CHAPTER 3Text Data Source Capture
TEXT MINING DATA SOURCE ASSEMBLY
Text document assembly is almost always embedded in a larger data assembly task. As we identify and tap into various text and data sources, it is typical in a multilingual world to verify and validate that we are correctly reading the text data according to how it has been encoded. When we are dealing with English-language, Latin scripts, and embedded content, we are dealing with compact representations that can be captured in standard ASCII. Increasingly, in an era of global formats it is important to ensure all types of textual data – including formal language logograms and more informal emoticons. Usually, this means turning on the input encoding to a more robust format than standard American ASCII and to use a format such as UCS-8, for example.
The inclusion of written text symbols in standard alphabetic and often pictographic form presents an additional layer of complexity beyond the collection of metric or numerical data.

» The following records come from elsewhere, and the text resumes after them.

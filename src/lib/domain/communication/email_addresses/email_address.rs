//! Email Address

use std::fmt;

use thiserror::Error;
use tracing::debug;

use EmailAddressError::*;

/// Maximum length of a whole address, in characters
pub const EMAIL_MAX_LENGTH: usize = 254;

/// Maximum length of the part before the `@`
pub const USERNAME_MAX_LENGTH: usize = 64;

/// Maximum length of the part after the `@`
pub const DOMAIN_MAX_LENGTH: usize = 251;

/// Top-level domains an address may end in
pub const VALID_TLDS: [&str; 3] = [".com", ".net", ".org"];

/// An error that can occur when creating an email address.
///
/// Each variant is one rule; rules are checked in declaration order and the
/// first one violated is reported.
#[derive(Debug, Error, PartialEq, Eq)]
pub enum EmailAddressError {
    /// The whole address is too long
    #[error("total length should be no longer than 254 characters")]
    TooLong,

    /// The address has no `@`, or more than one
    #[error("must contain a single '@' character")]
    InvalidAtSign,

    /// The username part is too long
    #[error("username part should be no longer than 64 characters")]
    UsernameTooLong,

    /// The domain part is too long
    #[error("domain part should be no longer than 251 characters")]
    DomainTooLong,

    /// The address contains a character other than an ASCII letter, digit, `@`, `-` or `.`
    #[error("contains invalid characters")]
    InvalidCharacters,

    /// The domain does not end in an accepted top-level domain
    #[error("domain must end in '.com', '.net', or '.org'")]
    UnsupportedTld,

    /// The username starts or ends with `-` or `.`
    #[error("hyphens or dots cannot be first or last characters of username")]
    InvalidUsernameEdge,

    /// The domain has a dot outside of its top-level domain
    #[error("dots (.) can only appear in TLD part of the domain")]
    InvalidDomainDots,
}

/// An email address
#[derive(Clone, Debug, PartialEq, Eq)]
pub struct EmailAddress(String);

impl EmailAddress {
    /// Create a new email address
    pub fn new(raw: &str) -> Result<Self, EmailAddressError> {
        let trimmed = raw.trim();

        check(trimmed).map_err(|err| {
            debug!("rejected email address {:?}: {}", trimmed, err);
            err
        })?;

        Ok(Self(trimmed.to_string()))
    }

    /// The part before the `@`
    pub fn username(&self) -> &str {
        self.split().0
    }

    /// The part after the `@`
    pub fn domain(&self) -> &str {
        self.split().1
    }

    fn split(&self) -> (&str, &str) {
        self.0.split_once('@').unwrap_or((self.0.as_str(), ""))
    }
}

fn check(email: &str) -> Result<(), EmailAddressError> {
    if email.chars().count() > EMAIL_MAX_LENGTH {
        return Err(TooLong);
    }

    if email.matches('@').count() != 1 {
        return Err(InvalidAtSign);
    }

    let (username, domain) = email.split_once('@').ok_or(InvalidAtSign)?;

    if username.chars().count() > USERNAME_MAX_LENGTH {
        return Err(UsernameTooLong);
    }

    if domain.chars().count() > DOMAIN_MAX_LENGTH {
        return Err(DomainTooLong);
    }

    if !email
        .chars()
        .all(|c| c.is_ascii_alphanumeric() || matches!(c, '@' | '-' | '.'))
    {
        return Err(InvalidCharacters);
    }

    let has_valid_tld = VALID_TLDS.iter().any(|tld| domain.ends_with(tld));

    if !has_valid_tld {
        return Err(UnsupportedTld);
    }

    if [username.chars().next(), username.chars().last()]
        .into_iter()
        .flatten()
        .any(|c| c == '-' || c == '.')
    {
        return Err(InvalidUsernameEdge);
    }

    let dots = domain.matches('.').count();

    if dots > 1 || (dots == 1 && !has_valid_tld) {
        return Err(InvalidDomainDots);
    }

    Ok(())
}

impl fmt::Display for EmailAddress {
    fn fmt(&self, f: &mut fmt::Formatter<'_>) -> fmt::Result {
        write!(f, "{}", self.0)
    }
}

impl From<EmailAddress> for String {
    fn from(email: EmailAddress) -> Self {
        email.0
    }
}
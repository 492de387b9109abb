//! API handler modules

use std::any::Any;

use axum::{
    body::Body,
    http::{Response, StatusCode},
    response::IntoResponse,
    Json,
};
use tracing::error;

use super::errors::ErrorResponse;

pub mod v1;

/// Catch panics and return a 500 error
pub fn panic_handler(err: Box<dyn Any + Send + 'static>) -> Response<Body> {
    let details = if let Some(s) = err.downcast_ref::<String>() {
        s.clone()
    } else if let Some(s) = err.downcast_ref::<&str>() {
        s.to_string()
    } else {
        "Internal server error".to_string()
    };

    error!("handler panicked: {}", details);

    let error = ErrorResponse {
        error: details,
        kind: None,
    };

    (StatusCode::INTERNAL_SERVER_ERROR, Json(error)).into_response()
}

#[cfg(test)]
mod tests {
    use std::panic::{self, AssertUnwindSafe};

    use axum::body::to_bytes;
    use testresult::TestResult;

    use super::*;

    #[tokio::test]
    async fn test_panic_handler() -> TestResult {
        let panic_info = simulate_panic();
        let response = panic_handler(panic_info);

        assert_eq!(response.status(), StatusCode::INTERNAL_SERVER_ERROR);

        let body = to_bytes(response.into_body(), usize::MAX).await?;
        let json = serde_json::from_slice::<serde_json::Value>(&body)?;

        assert_eq!(json, serde_json::json!({ "error": "Something went wrong" }));

        Ok(())
    }

    fn simulate_panic() -> Box<dyn Any + Send + 'static> {
        let result = panic::catch_unwind(AssertUnwindSafe(|| {
            panic!("Something went wrong");
        }));

        match result {
            Err(err) => err,
            Ok(()) => panic!("The panic did not occur as expected"),
        }
    }
}
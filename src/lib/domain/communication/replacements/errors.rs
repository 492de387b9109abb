//! Replacement errors

use thiserror::Error;

/// A mismatch between the placeholders in an HTML body and its replacements.
///
/// Each variant carries the offending keys, sorted.
#[derive(Debug, Error, PartialEq, Eq)]
pub enum ReplacementError {
    /// The HTML uses placeholders that have no replacement
    #[error("some placeholders in the HTML have no replacement: {}", .0.join(", "))]
    MissingReplacement(Vec<String>),

    /// Some replacements have an empty value
    #[error("all replacement values must be non-empty: {}", .0.join(", "))]
    EmptyReplacementValue(Vec<String>),

    /// Some replacements are not used by the HTML
    #[error("surplus replacement keys not used in the HTML: {}", .0.join(", "))]
    SurplusReplacementKey(Vec<String>),
}
#![warn(
    missing_debug_implementations,
    rust_2018_idioms,
    missing_docs,
    rustdoc::broken_intra_doc_links,
    rustdoc::missing_crate_level_docs
)]

//! REST API for validating outbound email payloads

use anyhow::Result;
use clap::Parser;
use payload_validator::{
    domain::communication::payloads::PayloadValidatorImpl,
    infrastructure::http::{AppState, HttpServer, HttpServerConfig, Server},
};
use tracing::warn;

/// Command-line arguments / environment variables
#[derive(Debug, Parser)]
pub struct Args {
    /// The HTTP server configuration
    #[clap(flatten)]
    pub server: HttpServerConfig,
}

#[mutants::skip]
#[tokio::main]
async fn main() -> Result<()> {
    let dotenv = dotenvy::dotenv();

    tracing_subscriber::fmt::init();

    if let Err(e) = dotenv {
        warn!("No .env file loaded: {}", e);
    }

    let args = Args::parse();

    let state = AppState::new(PayloadValidatorImpl::new());

    HttpServer::new(args.server, state).await?.run().await
}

Use Case: Accessing Text from SAS Conference Proceedings
There were two successive SAS conference presentations in 2012 and 2013.i The 2013 presentation incorporates and extends the earlier results and so serves as an instructive use case on using text analytics approaches to capture and analyze text data. The 2013 use case deals with capturing and summarizing conference presentations throughout the entire history of SAS at that time. Here we take a look at how the text data was captured ...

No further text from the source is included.